Collected data:
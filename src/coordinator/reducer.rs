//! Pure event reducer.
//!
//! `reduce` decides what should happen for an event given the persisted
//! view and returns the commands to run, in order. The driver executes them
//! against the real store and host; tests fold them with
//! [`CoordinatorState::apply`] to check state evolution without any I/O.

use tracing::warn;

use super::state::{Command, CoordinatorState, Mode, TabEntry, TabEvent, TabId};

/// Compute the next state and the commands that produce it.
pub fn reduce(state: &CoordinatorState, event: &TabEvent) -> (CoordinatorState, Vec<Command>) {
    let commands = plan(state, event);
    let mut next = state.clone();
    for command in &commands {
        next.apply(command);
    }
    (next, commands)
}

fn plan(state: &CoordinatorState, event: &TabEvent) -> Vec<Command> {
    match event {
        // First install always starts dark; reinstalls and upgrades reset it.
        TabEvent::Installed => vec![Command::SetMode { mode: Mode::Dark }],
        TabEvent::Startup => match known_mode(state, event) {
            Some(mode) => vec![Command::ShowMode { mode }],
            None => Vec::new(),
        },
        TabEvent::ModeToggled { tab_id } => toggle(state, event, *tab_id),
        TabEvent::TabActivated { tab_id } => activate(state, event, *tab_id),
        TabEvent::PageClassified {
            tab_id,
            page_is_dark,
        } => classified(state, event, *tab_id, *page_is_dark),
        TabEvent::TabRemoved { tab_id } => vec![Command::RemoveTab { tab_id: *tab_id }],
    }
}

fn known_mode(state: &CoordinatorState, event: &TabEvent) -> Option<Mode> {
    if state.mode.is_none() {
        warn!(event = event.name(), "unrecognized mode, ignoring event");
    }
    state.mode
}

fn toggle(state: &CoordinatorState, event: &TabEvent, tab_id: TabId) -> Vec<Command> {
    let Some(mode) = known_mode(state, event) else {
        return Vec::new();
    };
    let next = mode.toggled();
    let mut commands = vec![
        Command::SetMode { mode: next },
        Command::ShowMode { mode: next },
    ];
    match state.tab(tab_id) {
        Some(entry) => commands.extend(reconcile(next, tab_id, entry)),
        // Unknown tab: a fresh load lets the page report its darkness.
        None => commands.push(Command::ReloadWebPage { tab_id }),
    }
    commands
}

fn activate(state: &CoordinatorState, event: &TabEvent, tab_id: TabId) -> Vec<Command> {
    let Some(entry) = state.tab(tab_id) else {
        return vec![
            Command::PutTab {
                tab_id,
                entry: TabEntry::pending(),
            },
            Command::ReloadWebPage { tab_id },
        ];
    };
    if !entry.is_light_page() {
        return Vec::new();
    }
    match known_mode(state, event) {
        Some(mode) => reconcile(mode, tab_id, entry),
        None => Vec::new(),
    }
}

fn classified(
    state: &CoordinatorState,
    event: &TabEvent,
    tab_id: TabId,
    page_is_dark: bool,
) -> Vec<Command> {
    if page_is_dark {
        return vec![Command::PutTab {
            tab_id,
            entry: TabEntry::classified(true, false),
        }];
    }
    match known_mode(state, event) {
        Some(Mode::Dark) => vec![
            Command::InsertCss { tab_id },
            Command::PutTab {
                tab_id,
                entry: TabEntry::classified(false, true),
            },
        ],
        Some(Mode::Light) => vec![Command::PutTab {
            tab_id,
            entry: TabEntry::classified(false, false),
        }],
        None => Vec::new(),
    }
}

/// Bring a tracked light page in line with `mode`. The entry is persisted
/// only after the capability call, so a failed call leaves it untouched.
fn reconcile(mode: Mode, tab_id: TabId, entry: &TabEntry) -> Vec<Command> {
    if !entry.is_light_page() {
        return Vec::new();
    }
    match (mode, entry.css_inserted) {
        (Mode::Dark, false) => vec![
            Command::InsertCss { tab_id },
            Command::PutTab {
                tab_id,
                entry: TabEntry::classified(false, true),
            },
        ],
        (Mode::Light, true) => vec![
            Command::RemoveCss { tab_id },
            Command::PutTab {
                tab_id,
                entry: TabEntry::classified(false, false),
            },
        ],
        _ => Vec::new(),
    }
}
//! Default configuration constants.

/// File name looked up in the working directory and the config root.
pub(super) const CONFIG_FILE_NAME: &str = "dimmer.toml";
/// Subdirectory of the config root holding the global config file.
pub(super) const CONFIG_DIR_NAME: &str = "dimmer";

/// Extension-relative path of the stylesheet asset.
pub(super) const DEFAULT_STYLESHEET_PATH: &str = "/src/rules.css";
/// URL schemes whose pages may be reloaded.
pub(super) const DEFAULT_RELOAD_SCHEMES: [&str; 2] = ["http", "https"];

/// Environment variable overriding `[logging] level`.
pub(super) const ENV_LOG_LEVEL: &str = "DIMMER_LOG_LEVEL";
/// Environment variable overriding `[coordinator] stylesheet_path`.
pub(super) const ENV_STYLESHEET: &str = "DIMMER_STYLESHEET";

Problem
All lines of the data above that include the word "warn" must be shown.

Solved exercise
use tracing::warn;
        warn!(event = event.name(), "unrecognized mode, ignoring event");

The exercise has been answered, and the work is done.